(Task to complete):
Output the material exactly, keeping every line intact.

(Data shown):

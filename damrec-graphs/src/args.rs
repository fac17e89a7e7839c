//! Arguments

// Imports
use {
	damrec::{formats::FileFormat, record::AddrRange},
	std::path::PathBuf,
};

/// Arguments
#[derive(Debug)]
#[derive(clap::Parser)]
pub struct Args {
	/// Log file
	///
	/// Specifies a file to perform verbose logging to.
	/// You can use `RUST_LOG_FILE` to set filtering options
	#[clap(long = "log-file")]
	pub log_file: Option<PathBuf>,

	/// Whether to append to the log file
	#[clap(long = "log-file-append")]
	pub log_file_append: bool,

	/// Sub-command
	#[command(subcommand)]
	pub sub_cmd: SubCmd,
}

/// Sub-command
#[derive(Debug, clap::Subcommand)]
pub enum SubCmd {
	#[clap(name = "heatmap")]
	Heatmap(Heatmap),

	#[clap(name = "wss")]
	Wss(Wss),
}

/// Renders an access heatmap
#[derive(Debug, clap::Args)]
pub struct Heatmap {
	/// Input
	pub input_file: PathBuf,

	/// Input file format, sniffed when omitted
	#[clap(long = "format")]
	pub format: Option<FileFormat>,

	/// Time range to render, defaulted from the data
	#[clap(long = "time-range", num_args = 2, value_names = ["START", "END"])]
	pub time_range: Option<Vec<String>>,

	/// Address range to render, defaulted from the data
	#[clap(long = "addr-range")]
	pub addr_range: Option<AddrRange>,

	/// Grid resolution, as time and space cell counts
	#[clap(long = "resol", num_args = 2, value_names = ["TIME", "SPACE"], default_values_t = [40, 80])]
	pub resol: Vec<usize>,

	/// Color set for terminal and image output
	#[clap(long = "colorset", value_enum, default_value = "gray")]
	pub colorset: Colorset,

	/// Print the raw cell triples instead of rendering
	#[clap(long = "raw")]
	pub raw: bool,

	/// Output
	#[clap(flatten)]
	pub output: Output,
}

/// Reports the working-set size distribution
#[derive(Debug, clap::Args)]
pub struct Wss {
	/// Input
	pub input_file: PathBuf,

	/// Input file format, sniffed when omitted
	#[clap(long = "format")]
	pub format: Option<FileFormat>,

	/// Minimum access samples for a region to count as part of the set
	#[clap(long = "access-thres", default_value_t = 1)]
	pub access_thres: u64,

	/// Output
	#[clap(flatten)]
	pub output: Output,
}

/// Heatmap color sets
#[derive(Clone, Copy, PartialEq, Eq, Debug)]
#[derive(clap::ValueEnum)]
pub enum Colorset {
	Gray,
	Flame,
	Emotion,
}

/// Output
#[derive(Debug, clap::Args)]
pub struct Output {
	/// Interactive mode
	#[clap(long = "interactive")]
	pub interactive: bool,

	/// Output file
	#[clap(short = 'o', long = "output", group = "output-file")]
	pub file: Option<PathBuf>,

	/// Output file width
	#[clap(long = "output-width", requires = "output-file", default_value_t = 640)]
	pub width: u32,

	/// Output file height
	#[clap(long = "output-height", requires = "output-file", default_value_t = 480)]
	pub height: u32,
}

(Answer to this task):
filename damrec-graphs/src/args.rs
repository fac17e89a7e7839c
//! Arguments

// Imports
use {
	damrec::{formats::FileFormat, record::AddrRange},
	std::path::PathBuf,
};

/// Arguments
#[derive(Debug)]
#[derive(clap::Parser)]
pub struct Args {
	/// Log file
	///
	/// Specifies a file to perform verbose logging to.
	/// You can use `RUST_LOG_FILE` to set filtering options
	#[clap(long = "log-file")]
	pub log_file: Option<PathBuf>,

	/// Whether to append to the log file
	#[clap(long = "log-file-append")]
	pub log_file_append: bool,

	/// Sub-command
	#[command(subcommand)]
	pub sub_cmd: SubCmd,
}

/// Sub-command
#[derive(Debug, clap::Subcommand)]
pub enum SubCmd {
	#[clap(name = "heatmap")]
	Heatmap(Heatmap),

	#[clap(name = "wss")]
	Wss(Wss),
}

/// Renders an access heatmap
#[derive(Debug, clap::Args)]
pub struct Heatmap {
	/// Input
	pub input_file: PathBuf,

	/// Input file format, sniffed when omitted
	#[clap(long = "format")]
	pub format: Option<FileFormat>,

	/// Time range to render, defaulted from the data
	#[clap(long = "time-range", num_args = 2, value_names = ["START", "END"])]
	pub time_range: Option<Vec<String>>,

	/// Address range to render, defaulted from the data
	#[clap(long = "addr-range")]
	pub addr_range: Option<AddrRange>,

	/// Grid resolution, as time and space cell counts
	#[clap(long = "resol", num_args = 2, value_names = ["TIME", "SPACE"], default_values_t = [40, 80])]
	pub resol: Vec<usize>,

	/// Color set for terminal and image output
	#[clap(long = "colorset", value_enum, default_value = "gray")]
	pub colorset: Colorset,

	/// Print the raw cell triples instead of rendering
	#[clap(long = "raw")]
	pub raw: bool,

	/// Output
	#[clap(flatten)]
	pub output: Output,
}

/// Reports the working-set size distribution
#[derive(Debug, clap::Args)]
pub struct Wss {
	/// Input
	pub input_file: PathBuf,

	/// Input file format, sniffed when omitted
	#[clap(long = "format")]
	pub format: Option<FileFormat>,

	/// Minimum access samples for a region to count as part of the set
	#[clap(long = "access-thres", default_value_t = 1)]
	pub access_thres: u64,

	/// Output
	#[clap(flatten)]
	pub output: Output,
}

/// Heatmap color sets
#[derive(Clone, Copy, PartialEq, Eq, Debug)]
#[derive(clap::ValueEnum)]
pub enum Colorset {
	Gray,
	Flame,
	Emotion,
}

/// Output
#[derive(Debug, clap::Args)]
pub struct Output {
	/// Interactive mode
	#[clap(long = "interactive")]
	pub interactive: bool,

	/// Output file
	#[clap(short = 'o', long = "output", group = "output-file")]
	pub file: Option<PathBuf>,

	/// Output file width
	#[clap(long = "output-width", requires = "output-file", default_value_t = 640)]
	pub width: u32,

	/// Output file height
	#[clap(long = "output-height", requires = "output-file", default_value_t = 480)]
	pub height: u32,
}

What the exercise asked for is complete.